AbstractPrevious studies suggest that cells within the CD34+ hematopoietic stem cell compartment are endowed with immune regulatory activity. Furthermore, it is possible to expand the human regulatory cells upon short-term culture of purified CD34+ cells with an early-acting cytokine cocktail. We now show that addition of anti-CD28, anti-CD2, interleukin-2 (IL-2), anti–IL-10, or IL-12 to the bulk mixed lymphocyte reaction (MLR) cannot reverse the inhibitory activity of the CD34+ cells, ruling out anergy-based mechanisms or mechanisms involving Th1-Th2 skewing.

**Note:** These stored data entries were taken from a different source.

//! Error types for vercache operations

use thiserror::Error;

/// Failures reported by the key-value store collaborator.
#[derive(Debug, Clone, Error, PartialEq, Eq)]
pub enum StoreError {
    /// `dsn` is stored with its password masked.
    #[error("Invalid store DSN {dsn}: {reason}")]
    InvalidDsn { dsn: String, reason: String },

    #[error("Store unavailable: {reason}")]
    Unavailable { reason: String },

    #[error("Store command {command} failed: {reason}")]
    CommandFailed { command: String, reason: String },

    #[error("Store lock poisoned")]
    LockPoisoned,
}

impl StoreError {
    /// Whether the failure is an infrastructure hiccup a caller may retry.
    pub fn is_transient(&self) -> bool {
        matches!(self, StoreError::Unavailable { .. })
    }
}

/// Configuration errors.
#[derive(Debug, Clone, Error, PartialEq, Eq)]
pub enum ConfigError {
    #[error("Missing required configuration field: {field}")]
    MissingRequired { field: String },

    #[error("Invalid value for {field}: {value} - {reason}")]
    InvalidValue {
        field: String,
        value: String,
        reason: String,
    },
}

/// Master error type for all vercache errors.
///
/// `Encode` and `Decode` mean the caller's data is bad; `Store` means the
/// store is unreachable or refused the command. They never wrap each other.
#[derive(Debug, Clone, Error, PartialEq, Eq)]
pub enum CacheError {
    #[error("JSON encode error: {reason}")]
    Encode { reason: String },

    #[error("JSON decode error: {reason}")]
    Decode { reason: String },

    #[error("Store error: {0}")]
    Store(#[from] StoreError),

    #[error("Config error: {0}")]
    Config(#[from] ConfigError),
}

impl CacheError {
    /// True for encode and decode failures.
    pub fn is_codec(&self) -> bool {
        matches!(self, CacheError::Encode { .. } | CacheError::Decode { .. })
    }

    /// True for failures raised by the store collaborator.
    pub fn is_store(&self) -> bool {
        matches!(self, CacheError::Store(_))
    }
}

/// Result type alias for vercache operations.
pub type CacheResult<T> = Result<T, CacheError>;

// =============================================================================
// TESTS
// =============================================================================

#[cfg(test)]
mod tests {
    use super::*;

    #[test]
    fn test_store_error_display_command_failed() {
        let err = StoreError::CommandFailed {
            command: "SCAN".to_string(),
            reason: "ERR invalid cursor".to_string(),
        };
        let msg = format!("{}", err);
        assert!(msg.contains("SCAN"));
        assert!(msg.contains("invalid cursor"));
    }

    #[test]
    fn test_store_error_transient() {
        let unavailable = StoreError::Unavailable {
            reason: "connection refused".to_string(),
        };
        assert!(unavailable.is_transient());
        assert!(!StoreError::LockPoisoned.is_transient());
    }

    #[test]
    fn test_config_error_display_invalid_value() {
        let err = ConfigError::InvalidValue {
            field: "scan_count".to_string(),
            value: "0".to_string(),
            reason: "must be positive".to_string(),
        };
        let msg = format!("{}", err);
        assert!(msg.contains("scan_count"));
        assert!(msg.contains("must be positive"));
    }

    #[test]
    fn test_cache_error_classification() {
        let encode = CacheError::Encode {
            reason: "unsupported type".to_string(),
        };
        let decode = CacheError::Decode {
            reason: "expected value".to_string(),
        };
        let store = CacheError::from(StoreError::LockPoisoned);

        assert!(encode.is_codec() && !encode.is_store());
        assert!(decode.is_codec() && !decode.is_store());
        assert!(store.is_store() && !store.is_codec());
    }

    #[test]
    fn test_cache_error_from_variants() {
        let config = CacheError::from(ConfigError::MissingRequired {
            field: "dsn".to_string(),
        });
        assert!(matches!(config, CacheError::Config(_)));

        let store = CacheError::from(StoreError::Unavailable {
            reason: "timeout".to_string(),
        });
        assert!(matches!(store, CacheError::Store(_)));
    }
}
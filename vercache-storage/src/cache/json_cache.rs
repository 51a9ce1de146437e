//! Versioned JSON cache over any [`CacheRepository`].

use std::collections::HashMap;
use std::sync::Arc;

use async_trait::async_trait;
use serde::de::DeserializeOwned;
use serde::Serialize;
use serde_json::Value;
use vercache_core::{
    decode, decode_as, encode, CacheConfig, CacheResult, ExpireSecs, KeyScheme, Version,
};

use super::traits::Cache;
use crate::repository::{CacheRepository, RedisRepository};

/// JSON cache facade.
///
/// Derives `{prefix}:{version}:{key}` store keys from logical keys, encodes
/// values as compact JSON and delegates to the repository. The key scheme is
/// fixed at construction; per-call versions override only the version segment.
///
/// # Example
///
/// ```ignore
/// let cache = JsonCache::connect(&CacheConfig::from_env()?).await?;
///
/// cache.set("user:42", &json!({"name": "Ada"}), 300, None).await?;
/// let user = cache.get("user:42", None).await?;
///
/// // Drop every user entry cached under version 1
/// cache.delete_pattern("user:*", Some(&Version::from(1))).await?;
/// ```
#[derive(Debug)]
pub struct JsonCache<R>
where
    R: CacheRepository,
{
    repository: Arc<R>,
    keys: KeyScheme,
}

impl<R> Clone for JsonCache<R>
where
    R: CacheRepository,
{
    fn clone(&self) -> Self {
        Self {
            repository: Arc::clone(&self.repository),
            keys: self.keys.clone(),
        }
    }
}

impl<R> JsonCache<R>
where
    R: CacheRepository,
{
    pub fn new(repository: R, keys: KeyScheme) -> Self {
        Self::from_shared(Arc::new(repository), keys)
    }

    /// Build a facade over a repository shared with other facades.
    pub fn from_shared(repository: Arc<R>, keys: KeyScheme) -> Self {
        Self { repository, keys }
    }

    /// Facade with the `cache` prefix and version 1.
    pub fn with_defaults(repository: R) -> Self {
        Self::new(repository, KeyScheme::default())
    }

    pub fn key_scheme(&self) -> &KeyScheme {
        &self.keys
    }

    pub fn repository(&self) -> &R {
        &self.repository
    }

    /// The store key a logical key maps to.
    pub fn make_key(&self, key: &str, version: Option<&Version>) -> String {
        self.keys.make_key(key, version)
    }

    /// Read `key` and decode it into `T`.
    ///
    /// A stored value whose shape does not fit `T` is a decode error.
    pub async fn get_as<T>(&self, key: &str, version: Option<&Version>) -> CacheResult<Option<T>>
    where
        T: DeserializeOwned,
    {
        let store_key = self.make_key(key, version);
        match self.repository.get(&store_key).await? {
            Some(payload) => decode_as(&payload).map(Some),
            None => Ok(None),
        }
    }

    /// Typed counterpart of [`Cache::get_many`].
    pub async fn get_many_as<T>(
        &self,
        keys: &[String],
        version: Option<&Version>,
    ) -> CacheResult<Vec<Option<T>>>
    where
        T: DeserializeOwned,
    {
        let store_keys = self.keys.make_keys(keys, version);
        self.repository
            .get_many(&store_keys)
            .await?
            .into_iter()
            .map(|payload| payload.map(|p| decode_as(&p)).transpose())
            .collect()
    }

    /// Check that the backing store answers.
    pub async fn health_check(&self) -> CacheResult<bool> {
        self.repository.health_check().await
    }
}

impl JsonCache<RedisRepository> {
    /// Connect to the store named by `config` and build a facade for it.
    ///
    /// # Errors
    ///
    /// Returns a config error if `config` does not validate, or a store error
    /// if the DSN is malformed or the server cannot be reached.
    pub async fn connect(config: &CacheConfig) -> CacheResult<Self> {
        config.validate()?;
        let repository = RedisRepository::connect(&config.dsn)
            .await?
            .with_scan_count(config.scan_count);
        Ok(Self::new(repository, config.key_scheme()))
    }
}

#[async_trait]
impl<R> Cache for JsonCache<R>
where
    R: CacheRepository,
{
    async fn set<T>(
        &self,
        key: &str,
        value: &T,
        expire: ExpireSecs,
        version: Option<&Version>,
    ) -> CacheResult<()>
    where
        T: Serialize + ?Sized + Sync,
    {
        let payload = encode(value)?;
        let store_key = self.make_key(key, version);
        tracing::debug!(key = %store_key, expire, "Cache set");
        self.repository.set(&store_key, &payload, expire).await
    }

    async fn set_if_absent<T>(
        &self,
        key: &str,
        value: &T,
        expire: ExpireSecs,
        version: Option<&Version>,
    ) -> CacheResult<bool>
    where
        T: Serialize + ?Sized + Sync,
    {
        let payload = encode(value)?;
        let store_key = self.make_key(key, version);
        let written = self
            .repository
            .set_if_absent(&store_key, &payload, expire)
            .await?;
        tracing::debug!(key = %store_key, written, "Cache set_if_absent");
        Ok(written)
    }

    async fn set_many<T>(
        &self,
        data: &HashMap<String, T>,
        expire: ExpireSecs,
        version: Option<&Version>,
    ) -> CacheResult<()>
    where
        T: Serialize + Sync,
    {
        // Encode everything first so a bad value never reaches the store.
        let mut encoded = HashMap::with_capacity(data.len());
        for (key, value) in data {
            encoded.insert(self.make_key(key, version), encode(value)?);
        }
        tracing::debug!(keys = encoded.len(), expire, "Cache set_many");
        self.repository.set_many(&encoded, expire).await
    }

    async fn get(&self, key: &str, version: Option<&Version>) -> CacheResult<Option<Value>> {
        let store_key = self.make_key(key, version);
        let payload = self.repository.get(&store_key).await?;
        tracing::debug!(key = %store_key, hit = payload.is_some(), "Cache get");
        payload.map(|p| decode(&p)).transpose()
    }

    async fn get_many(
        &self,
        keys: &[String],
        version: Option<&Version>,
    ) -> CacheResult<Vec<Option<Value>>> {
        let store_keys = self.keys.make_keys(keys, version);
        let payloads = self.repository.get_many(&store_keys).await?;
        tracing::debug!(
            keys = store_keys.len(),
            hits = payloads.iter().filter(|p| p.is_some()).count(),
            "Cache get_many"
        );
        payloads
            .into_iter()
            .map(|payload| payload.map(|p| decode(&p)).transpose())
            .collect()
    }

    async fn delete(&self, key: &str, version: Option<&Version>) -> CacheResult<u64> {
        let store_key = self.make_key(key, version);
        let removed = self.repository.delete(&store_key).await?;
        tracing::debug!(key = %store_key, removed, "Cache delete");
        Ok(removed)
    }

    async fn delete_many(&self, keys: &[String], version: Option<&Version>) -> CacheResult<u64> {
        let store_keys = self.keys.make_keys(keys, version);
        let removed = self.repository.delete_many(&store_keys).await?;
        tracing::debug!(keys = store_keys.len(), removed, "Cache delete_many");
        Ok(removed)
    }

    async fn delete_pattern(&self, pattern: &str, version: Option<&Version>) -> CacheResult<u64> {
        let store_pattern = self.make_key(pattern, version);
        self.repository.delete_pattern(&store_pattern).await
    }
}
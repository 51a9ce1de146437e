//! vercache Core - Keys, Codec, Configuration and Errors
//!
//! Pure building blocks shared by every vercache crate. Nothing in here
//! talks to a store.

pub mod codec;
mod config;
mod error;
mod key;

pub use codec::{decode, decode_as, encode};
pub use config::{redact_dsn, CacheConfig, DEFAULT_SCAN_COUNT};
pub use error::{CacheError, CacheResult, ConfigError, StoreError};
pub use key::{KeyScheme, Version, DEFAULT_KEY_PREFIX, DEFAULT_VERSION};

/// Expiration in seconds, enforced by the store.
pub type ExpireSecs = u64;
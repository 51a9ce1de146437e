//! Byte-level repository contract.
//!
//! A repository stores opaque byte payloads under fully-qualified keys. It
//! never looks inside a payload; JSON handling lives one layer up in the
//! cache facade.

use std::collections::HashMap;

use async_trait::async_trait;
use vercache_core::{CacheResult, ExpireSecs};

/// Store-backed cache repository.
///
/// Every method acquires a store connection for exactly the duration of the
/// call and releases it on every exit path. Store failures are returned as
/// [`vercache_core::CacheError::Store`]; nothing is retried here.
///
/// # Pattern Syntax
///
/// [`delete_pattern`](CacheRepository::delete_pattern) uses the store's glob
/// matcher:
/// - `h?llo` matches `hello`, `hallo` and `hxllo`
/// - `h*llo` matches `hllo` and `heeeello`
/// - `h[ae]llo` matches `hello` and `hallo`, but not `hillo`
/// - `h[^e]llo` matches `hallo`, `hbllo`, ... but not `hello`
/// - `h[a-b]llo` matches `hallo` and `hbllo`
/// - `\` escapes the character that follows it
#[async_trait]
pub trait CacheRepository: Send + Sync {
    /// Set `key` to `value`, expiring after `expire` seconds.
    async fn set(&self, key: &str, value: &[u8], expire: ExpireSecs) -> CacheResult<()>;

    /// Set `key` only if it does not exist, as one atomic store command.
    ///
    /// Returns `false` when the key already exists, `true` when written.
    async fn set_if_absent(&self, key: &str, value: &[u8], expire: ExpireSecs)
        -> CacheResult<bool>;

    /// Write every pair with the same expiration, all or nothing.
    async fn set_many(
        &self,
        data: &HashMap<String, Vec<u8>>,
        expire: ExpireSecs,
    ) -> CacheResult<()>;

    /// Read the value at `key`, or `None` if it does not exist.
    async fn get(&self, key: &str) -> CacheResult<Option<Vec<u8>>>;

    /// Read several keys. The result has the same length and order as `keys`.
    async fn get_many(&self, keys: &[String]) -> CacheResult<Vec<Option<Vec<u8>>>>;

    /// Remove `key`. Returns 1 if it existed, 0 otherwise.
    async fn delete(&self, key: &str) -> CacheResult<u64>;

    /// Remove several keys. Returns how many actually existed.
    async fn delete_many(&self, keys: &[String]) -> CacheResult<u64>;

    /// Remove every key matching `pattern`. Returns how many were removed.
    async fn delete_pattern(&self, pattern: &str) -> CacheResult<u64>;

    /// Check that the store answers.
    async fn health_check(&self) -> CacheResult<bool>;
}
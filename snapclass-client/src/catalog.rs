//! Catalog access: gallery feed browsing and the static product list

use crate::client::ShopClient;
use crate::error::ClientResult;
use async_trait::async_trait;
use parking_lot::Mutex;
use shared::client::{CatalogQuery, GalleryPhoto, PaginatedResponse};
use shared::models::{ItemKind, PurchasableItem};
use tokio_util::sync::CancellationToken;

/// Source of gallery pages
///
/// Abstracted so the browser can be exercised against a stub in tests.
#[async_trait]
pub trait CatalogSource: Send + Sync {
    async fn fetch(&self, query: &CatalogQuery) -> ClientResult<PaginatedResponse<GalleryPhoto>>;
}

#[async_trait]
impl CatalogSource for ShopClient {
    async fn fetch(&self, query: &CatalogQuery) -> ClientResult<PaginatedResponse<GalleryPhoto>> {
        self.fetch_photos(query).await
    }
}

/// Gallery browser with stale-fetch cancellation
///
/// Only the most recent `load` per browser is live: starting a new one
/// cancels the previous in-flight fetch, which resolves to `Ok(None)`.
/// A slow earlier response can therefore never overwrite fresher
/// results.
pub struct CatalogBrowser<S: CatalogSource> {
    source: S,
    current: Mutex<CancellationToken>,
}

impl<S: CatalogSource> CatalogBrowser<S> {
    pub fn new(source: S) -> Self {
        Self {
            source,
            current: Mutex::new(CancellationToken::new()),
        }
    }

    /// Fetch a page, superseding any in-flight fetch
    ///
    /// Returns `Ok(None)` when this call was itself superseded before
    /// its response arrived; callers drop that result on the floor.
    pub async fn load(
        &self,
        query: CatalogQuery,
    ) -> ClientResult<Option<PaginatedResponse<GalleryPhoto>>> {
        let token = CancellationToken::new();
        let previous = {
            let mut current = self.current.lock();
            std::mem::replace(&mut *current, token.clone())
        };
        previous.cancel();

        tokio::select! {
            _ = token.cancelled() => {
                tracing::debug!(page = query.page, "gallery fetch superseded");
                Ok(None)
            }
            result = self.source.fetch(&query) => result.map(Some),
        }
    }
}

/// The static physical-product catalog
///
/// Products are bundled with the app rather than served by the backend;
/// prices are in cents.
pub fn shop_products() -> Vec<PurchasableItem> {
    let products = [
        ("mug", 1299, "Photo Mug", "Ceramic mug printed with your photo"),
        ("keyring", 650, "Photo Keyring", "Acrylic keyring with your photo"),
        ("frame", 1500, "Framed Print", "20x25cm framed print"),
        ("canvas", 2499, "Canvas Print", "30x40cm canvas print"),
        ("calendar", 1800, "Photo Calendar", "12-month calendar with your photo"),
    ];
    products
        .into_iter()
        .map(|(id, price, name, description)| PurchasableItem {
            id: id.to_string(),
            kind: ItemKind::PhysicalProduct,
            unit_price: price,
            display_name: name.to_string(),
            description: description.to_string(),
            media_reference: format!("assets/products/{id}.png"),
        })
        .collect()
}

#[cfg(test)]
mod tests {
    use super::*;

    #[test]
    fn test_product_ids_unique() {
        let products = shop_products();
        let mut ids: Vec<_> = products.iter().map(|p| p.cart_item_id()).collect();
        ids.sort();
        ids.dedup();
        assert_eq!(ids.len(), products.len());
    }

    #[test]
    fn test_products_are_physical() {
        for product in shop_products() {
            assert_eq!(product.kind, ItemKind::PhysicalProduct);
            assert!(product.unit_price > 0);
        }
    }
}
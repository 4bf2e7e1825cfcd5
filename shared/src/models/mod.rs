//! Data models
//!
//! Shared between the cart engine and the API client.
//! All monetary amounts are integer minor units (cents).

pub mod cart;
pub mod catalog;
pub mod order;

// Re-exports
pub use cart::*;
pub use catalog::*;
pub use order::*;
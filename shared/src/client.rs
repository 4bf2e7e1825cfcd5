//! Client-related types shared between the cart engine and the API client
//!
//! Wire DTOs for the shop backend: gallery feed, order creation and
//! order history. Field names follow the backend's JSON contract.

use crate::models::{ItemKind, OrderLine, PhotoType, PurchasableItem};
use crate::money;
use serde::{Deserialize, Serialize};

// =============================================================================
// Buyer identity
// =============================================================================

/// The signed-in parent placing the order
#[derive(Debug, Clone, Serialize, Deserialize, PartialEq, Eq)]
pub struct BuyerIdentity {
    pub id: String,
    pub name: String,
    pub email: String,
}

// =============================================================================
// Gallery feed DTOs
// =============================================================================

/// A photo record as returned by the gallery feed
#[derive(Debug, Clone, Serialize, Deserialize)]
pub struct GalleryPhoto {
    pub id: String,
    pub event_name: String,
    pub student_name: String,
    pub photo_type: PhotoType,
    pub image_url: String,
    /// Decimal price as sent by the backend
    pub price: f64,
    #[serde(default)]
    pub description: Option<String>,
}

impl GalleryPhoto {
    /// Convert to a purchasable item (price normalized to cents)
    pub fn into_item(self) -> PurchasableItem {
        PurchasableItem {
            unit_price: money::to_cents(self.price),
            display_name: self.event_name,
            description: self.description.unwrap_or_default(),
            media_reference: self.image_url,
            id: self.id,
            kind: ItemKind::DigitalPhoto,
        }
    }
}

/// Gallery feed query
///
/// `search` is free text matched against both the event name and the
/// student name on the server side.
#[derive(Debug, Clone, Default, PartialEq)]
pub struct CatalogQuery {
    pub page: u32,
    pub limit: u32,
    pub search: Option<String>,
    pub photo_type: Option<PhotoType>,
}

impl CatalogQuery {
    pub fn new(page: u32, limit: u32) -> Self {
        Self {
            page,
            limit,
            search: None,
            photo_type: None,
        }
    }

    pub fn with_search(mut self, search: impl Into<String>) -> Self {
        self.search = Some(search.into());
        self
    }

    pub fn with_photo_type(mut self, photo_type: PhotoType) -> Self {
        self.photo_type = Some(photo_type);
        self
    }

    /// Build the query-string pairs for the GET request
    pub fn query_pairs(&self) -> Vec<(&'static str, String)> {
        let mut pairs = vec![
            ("page", self.page.to_string()),
            ("limit", self.limit.to_string()),
        ];
        if let Some(search) = &self.search {
            pairs.push(("event_name", search.clone()));
            pairs.push(("student_name", search.clone()));
        }
        if let Some(photo_type) = self.photo_type {
            pairs.push(("photo_type", photo_type.as_str().to_string()));
        }
        pairs
    }
}

/// Paginated list response
#[derive(Debug, Clone, Serialize, Deserialize)]
pub struct PaginatedResponse<T> {
    pub data: Vec<T>,
    pub total: u64,
    pub page: u32,
    pub limit: u32,
}

impl<T> PaginatedResponse<T> {
    pub fn new(data: Vec<T>, total: u64, page: u32, limit: u32) -> Self {
        Self {
            data,
            total,
            page,
            limit,
        }
    }

    pub fn total_pages(&self) -> u32 {
        if self.limit == 0 {
            return 1;
        }
        ((self.total as f64) / (self.limit as f64)).ceil() as u32
    }
}

// =============================================================================
// Order creation DTOs
// =============================================================================

/// One itemized line in the order-creation request
#[derive(Debug, Clone, Serialize, Deserialize, PartialEq)]
pub struct OrderItemPayload {
    pub id: String,
    pub name: String,
    pub image: String,
    pub kind: ItemKind,
    pub quantity: u32,
    /// Unit price in cents
    pub price: i64,
}

impl From<&OrderLine> for OrderItemPayload {
    fn from(line: &OrderLine) -> Self {
        Self {
            id: line.item_id.clone(),
            name: line.display_name.clone(),
            image: line.media_reference.clone(),
            kind: line.kind,
            quantity: line.quantity,
            price: line.unit_price,
        }
    }
}

/// Order-creation request (payment intent)
#[derive(Debug, Clone, Serialize, Deserialize)]
pub struct OrderCreateRequest {
    /// Charge amount in minor currency units
    pub amount: i64,
    pub buyer_id: String,
    pub buyer_name: String,
    pub buyer_email: String,
    pub order_number: String,
    pub items: Vec<OrderItemPayload>,
}

/// Credentials for initializing the hosted payment sheet
#[derive(Debug, Clone, Serialize, Deserialize, PartialEq, Eq)]
pub struct PaymentSheetCredentials {
    pub payment_intent: String,
    pub ephemeral_key: String,
    pub customer: String,
}

/// Order-creation response
#[derive(Debug, Clone, Serialize, Deserialize)]
pub struct OrderCreateResponse {
    /// Server-assigned order id (authoritative)
    pub order_id: String,
    pub payment_intent: String,
    pub ephemeral_key: String,
    pub customer: String,
}

impl OrderCreateResponse {
    pub fn credentials(&self) -> PaymentSheetCredentials {
        PaymentSheetCredentials {
            payment_intent: self.payment_intent.clone(),
            ephemeral_key: self.ephemeral_key.clone(),
            customer: self.customer.clone(),
        }
    }
}

// =============================================================================
// Order history DTOs
// =============================================================================

/// One line of a past order
#[derive(Debug, Clone, Serialize, Deserialize)]
pub struct PastOrderItem {
    pub item_id: String,
    pub item_name: String,
    pub quantity: u32,
    /// Decimal price as sent by the backend
    pub price: f64,
    #[serde(default)]
    pub item_image: Option<String>,
}

/// A completed order from the history endpoint
#[derive(Debug, Clone, Serialize, Deserialize)]
pub struct PastOrder {
    pub order_id: String,
    pub date: String,
    pub total: f64,
    pub items: Vec<PastOrderItem>,
}

#[cfg(test)]
mod tests {
    use super::*;

    #[test]
    fn test_query_pairs_search_applies_to_both_fields() {
        let query = CatalogQuery::new(2, 20)
            .with_search("Spring Gala")
            .with_photo_type(PhotoType::WithSibling);
        let pairs = query.query_pairs();

        assert!(pairs.contains(&("page", "2".to_string())));
        assert!(pairs.contains(&("limit", "20".to_string())));
        assert!(pairs.contains(&("event_name", "Spring Gala".to_string())));
        assert!(pairs.contains(&("student_name", "Spring Gala".to_string())));
        assert!(pairs.contains(&("photo_type", "with_sibling".to_string())));
    }

    #[test]
    fn test_query_pairs_minimal() {
        let pairs = CatalogQuery::new(1, 10).query_pairs();
        assert_eq!(pairs.len(), 2);
    }

    #[test]
    fn test_gallery_photo_price_normalized_to_cents() {
        let photo = GalleryPhoto {
            id: "312".to_string(),
            event_name: "Spring Gala".to_string(),
            student_name: "Robin".to_string(),
            photo_type: PhotoType::Individual,
            image_url: "https://cdn.example/312.jpg".to_string(),
            price: 5.0,
            description: None,
        };
        let item = photo.into_item();
        assert_eq!(item.kind, ItemKind::DigitalPhoto);
        assert_eq!(item.unit_price, 500);
        assert_eq!(item.cart_item_id(), "photo:312");
    }

    #[test]
    fn test_paginated_response_total_pages() {
        let page = PaginatedResponse::<GalleryPhoto>::new(Vec::new(), 45, 1, 20);
        assert_eq!(page.total_pages(), 3);
        let single = PaginatedResponse::<GalleryPhoto>::new(Vec::new(), 5, 1, 0);
        assert_eq!(single.total_pages(), 1);
    }
}
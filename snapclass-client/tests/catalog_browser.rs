//! Catalog browser supersession tests

use async_trait::async_trait;
use shared::client::{CatalogQuery, GalleryPhoto, PaginatedResponse};
use snapclass_client::{CatalogBrowser, CatalogSource, ClientResult};
use std::sync::Arc;
use std::time::Duration;

/// Stub feed: queries searching for "slow" take 200ms, others resolve
/// immediately. Pages echo the requested page number.
struct StubFeed;

#[async_trait]
impl CatalogSource for StubFeed {
    async fn fetch(&self, query: &CatalogQuery) -> ClientResult<PaginatedResponse<GalleryPhoto>> {
        if query.search.as_deref() == Some("slow") {
            tokio::time::sleep(Duration::from_millis(200)).await;
        }
        Ok(PaginatedResponse::new(Vec::new(), 0, query.page, query.limit))
    }
}

#[tokio::test]
async fn load_returns_requested_page() {
    let browser = CatalogBrowser::new(StubFeed);
    let page = browser.load(CatalogQuery::new(3, 20)).await.unwrap().unwrap();
    assert_eq!(page.page, 3);
    assert_eq!(page.limit, 20);
}

#[tokio::test]
async fn newer_load_supersedes_slow_one() {
    let browser = Arc::new(CatalogBrowser::new(StubFeed));

    let slow_browser = browser.clone();
    let slow = tokio::spawn(async move {
        slow_browser
            .load(CatalogQuery::new(1, 20).with_search("slow"))
            .await
    });
    // Let the slow fetch get in flight before superseding it
    tokio::time::sleep(Duration::from_millis(50)).await;

    let fresh = browser.load(CatalogQuery::new(2, 20)).await.unwrap();
    assert_eq!(fresh.unwrap().page, 2);

    // The superseded fetch resolves to None instead of stale data
    let stale = slow.await.unwrap().unwrap();
    assert!(stale.is_none());
}

#[tokio::test]
async fn sequential_loads_all_complete() {
    let browser = CatalogBrowser::new(StubFeed);
    for page in 1..=3 {
        let result = browser.load(CatalogQuery::new(page, 10)).await.unwrap();
        assert_eq!(result.unwrap().page, page);
    }
}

Furthermore, phenotyping of cells present after addition of CD34+ cells to the bulk MLR ruled out potential induction of plasmacytoid dendritic precursors, known to be endowed with regulatory activity. In contrast, the inhibitory activity of CD34+ cells could be reversed by adding the caspase inhibitor BD-FMK to the bulk MLR, indicating a deletion-based mechanism. The deletion can be inhibited by anti–tumor necrosis factor-α (anti–TNF-α) and not by anti–transforming growth factor-β (anti–TGF-β), suggesting a potential role for TNF-α in the regulatory activity of CD34+ cells.